- WORK ORDER
Show all lines from the records below in which the string "registry" is present.

- AVAILABLE RECORDS
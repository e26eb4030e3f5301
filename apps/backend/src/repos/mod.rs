//! Storage seams for the session engine.

pub mod sessions;
//! AI player module - automated move selection for bot-controlled seats.
//!
//! - [`AiPlayer`]: the decision trait
//! - [`HeuristicPlayer`]: scoring heuristic used for bot takeover
//! - [`RandomPlayer`]: uniformly random legal moves (seedable)

mod config;
mod heuristic;
mod random;
pub mod registry;
mod trait_def;

pub use config::AiConfig;
pub use heuristic::{placement_score, removal_score, run_value, HeuristicPlayer, CRITICAL};
pub use random::RandomPlayer;
use serde_json::Value as JsonValue;
pub use trait_def::{AiError, AiPlayer};

/// Create an AI player from its config key and optional JSON config.
///
/// Returns None if the key is unrecognized.
pub fn create_ai(key: &str, config: Option<&JsonValue>) -> Option<Box<dyn AiPlayer>> {
    let config = AiConfig::from_json(config);
    registry::by_key(key).map(|factory| (factory.make)(config.seed()))
}
use serde::Serialize;
use tracing::{debug, info};

use super::GameFlowService;
use crate::domain::connectivity::mark_offline;
use crate::domain::player_view::PlayerView;
use crate::domain::session_transition::SessionTransition;
use crate::domain::state::{PlayerId, SessionId};
use crate::domain::turns::{self, Actor, AppliedMove};
use crate::domain::Card;
use crate::error::AppError;
use crate::errors::ErrorCode;

/// Why a move was refused. The record is untouched.
#[derive(Debug, Clone, PartialEq, Eq, Serialize)]
pub struct MoveRejection {
    pub code: ErrorCode,
    pub detail: String,
}

#[derive(Debug, Clone)]
pub enum MoveOutcome {
    Applied {
        applied: AppliedMove,
        version: u64,
        transitions: Vec<SessionTransition>,
    },
    Rejected(MoveRejection),
}

impl MoveOutcome {
    pub fn is_applied(&self) -> bool {
        matches!(self, MoveOutcome::Applied { .. })
    }

    pub fn rejection_code(&self) -> Option<ErrorCode> {
        match self {
            MoveOutcome::Rejected(r) => Some(r.code),
            MoveOutcome::Applied { .. } => None,
        }
    }
}

/// Validation failures become a rejection; anything else is an error.
fn into_outcome(
    result: Result<super::MutationOutcome<AppliedMove>, AppError>,
) -> Result<MoveOutcome, AppError> {
    match result {
        Ok(outcome) => Ok(MoveOutcome::Applied {
            applied: outcome.value,
            version: outcome.version,
            transitions: outcome.transitions,
        }),
        Err(err) if err.is_validation() => Ok(MoveOutcome::Rejected(MoveRejection {
            code: err.code(),
            detail: err.detail(),
        })),
        Err(err) => Err(err),
    }
}

impl GameFlowService {
    /// Play `card` on `(row, col)` as a human move.
    pub async fn attempt_move(
        &self,
        session_id: &SessionId,
        player_id: &PlayerId,
        card: Card,
        row: i32,
        col: i32,
    ) -> Result<MoveOutcome, AppError> {
        let result = self
            .run_mutation(session_id, "move", |record, now| {
                turns::apply_move(record, player_id, card, row, col, Actor::Human, now)
            })
            .await;
        let outcome = into_outcome(result)?;
        match &outcome {
            MoveOutcome::Applied { applied, version, .. } => info!(
                session_id = %session_id,
                player_id = %player_id,
                card = %card,
                row,
                col,
                kind = ?applied.kind,
                version,
                winner = ?applied.winner,
                "move applied"
            ),
            MoveOutcome::Rejected(r) => debug!(
                session_id = %session_id,
                player_id = %player_id,
                code = %r.code,
                "move rejected"
            ),
        }
        Ok(outcome)
    }

    /// Trade an unplayable card when the hand has no legal move.
    pub async fn discard_when_stuck(
        &self,
        session_id: &SessionId,
        player_id: &PlayerId,
        card: Card,
    ) -> Result<MoveOutcome, AppError> {
        let result = self
            .run_mutation(session_id, "discard", |record, now| {
                turns::discard_when_stuck(record, player_id, card, Actor::Human, now)
            })
            .await;
        let outcome = into_outcome(result)?;
        if outcome.is_applied() {
            info!(session_id = %session_id, player_id = %player_id, card = %card, "stuck discard");
        }
        Ok(outcome)
    }

    /// Record that the player is still connected. Status changes are left
    /// to the next tick.
    pub async fn heartbeat(
        &self,
        session_id: &SessionId,
        player_id: &PlayerId,
    ) -> Result<(), AppError> {
        self.run_mutation(session_id, "heartbeat", |record, now| {
            record.player_mut(player_id).map(|p| p.last_seen = now)
        })
        .await?;
        Ok(())
    }

    /// The client signalled it is going away: mark offline immediately.
    pub async fn disconnect(
        &self,
        session_id: &SessionId,
        player_id: &PlayerId,
    ) -> Result<(), AppError> {
        let outcome = self
            .run_mutation(session_id, "disconnect", |record, now| {
                Ok::<_, AppError>(mark_offline(record, player_id, now))
            })
            .await?;
        if outcome.value {
            info!(session_id = %session_id, player_id = %player_id, "player disconnected");
        }
        Ok(())
    }

    /// What `player_id` is allowed to see of the session.
    pub async fn player_view(
        &self,
        session_id: &SessionId,
        player_id: &PlayerId,
    ) -> Result<PlayerView, AppError> {
        let current = self.store.read(session_id).await?;
        Ok(PlayerView::build(
            session_id.clone(),
            current.version,
            &current.value,
            player_id,
        )?)
    }
}
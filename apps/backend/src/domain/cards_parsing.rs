//! Card parsing and display ("10♠", "J♣", plus ASCII "TS"/"10S"/"JC")

use std::fmt;
use std::str::FromStr;

use super::cards_types::{Card, Rank, Suit};
use crate::errors::domain::{DomainError, ValidationKind};

impl Rank {
    pub const fn as_str(&self) -> &'static str {
        match self {
            Rank::Two => "2",
            Rank::Three => "3",
            Rank::Four => "4",
            Rank::Five => "5",
            Rank::Six => "6",
            Rank::Seven => "7",
            Rank::Eight => "8",
            Rank::Nine => "9",
            Rank::Ten => "10",
            Rank::Queen => "Q",
            Rank::King => "K",
            Rank::Ace => "A",
        }
    }
}

impl Suit {
    pub const fn symbol(&self) -> char {
        match self {
            Suit::Clubs => '♣',
            Suit::Diamonds => '♦',
            Suit::Hearts => '♥',
            Suit::Spades => '♠',
        }
    }

    fn from_char(ch: char) -> Option<Suit> {
        match ch {
            '♣' | 'C' => Some(Suit::Clubs),
            '♦' | 'D' => Some(Suit::Diamonds),
            '♥' | 'H' => Some(Suit::Hearts),
            '♠' | 'S' => Some(Suit::Spades),
            _ => None,
        }
    }
}

impl fmt::Display for Card {
    fn fmt(&self, f: &mut fmt::Formatter<'_>) -> fmt::Result {
        match self {
            Card::Normal { rank, suit } => write!(f, "{}{}", rank.as_str(), suit.symbol()),
            Card::TwoEyedJack(suit) | Card::OneEyedJack(suit) => write!(f, "J{}", suit.symbol()),
        }
    }
}

fn parse_err(s: &str) -> DomainError {
    DomainError::validation(ValidationKind::ParseCard, format!("Parse card: {s}"))
}

impl FromStr for Card {
    type Err = DomainError;

    fn from_str(s: &str) -> Result<Self, Self::Err> {
        let mut chars = s.chars();
        let suit_ch = chars.next_back().ok_or_else(|| parse_err(s))?;
        let suit = Suit::from_char(suit_ch).ok_or_else(|| parse_err(s))?;
        let card = match chars.as_str() {
            "2" => Card::normal(Rank::Two, suit),
            "3" => Card::normal(Rank::Three, suit),
            "4" => Card::normal(Rank::Four, suit),
            "5" => Card::normal(Rank::Five, suit),
            "6" => Card::normal(Rank::Six, suit),
            "7" => Card::normal(Rank::Seven, suit),
            "8" => Card::normal(Rank::Eight, suit),
            "9" => Card::normal(Rank::Nine, suit),
            "10" | "T" => Card::normal(Rank::Ten, suit),
            "J" => Card::jack(suit),
            "Q" => Card::normal(Rank::Queen, suit),
            "K" => Card::normal(Rank::King, suit),
            "A" => Card::normal(Rank::Ace, suit),
            _ => return Err(parse_err(s)),
        };
        Ok(card)
    }
}

/// Non-panicking helper to parse card tokens into Card instances.
pub fn try_parse_cards<I, S>(tokens: I) -> Result<Vec<Card>, DomainError>
where
    I: IntoIterator<Item = S>,
    S: AsRef<str>,
{
    tokens
        .into_iter()
        .map(|s| s.as_ref().parse::<Card>())
        .collect()
}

- EXERCISE SOLUTION
pub mod registry;
    registry::by_key(key).map(|factory| (factory.make)(config.seed()))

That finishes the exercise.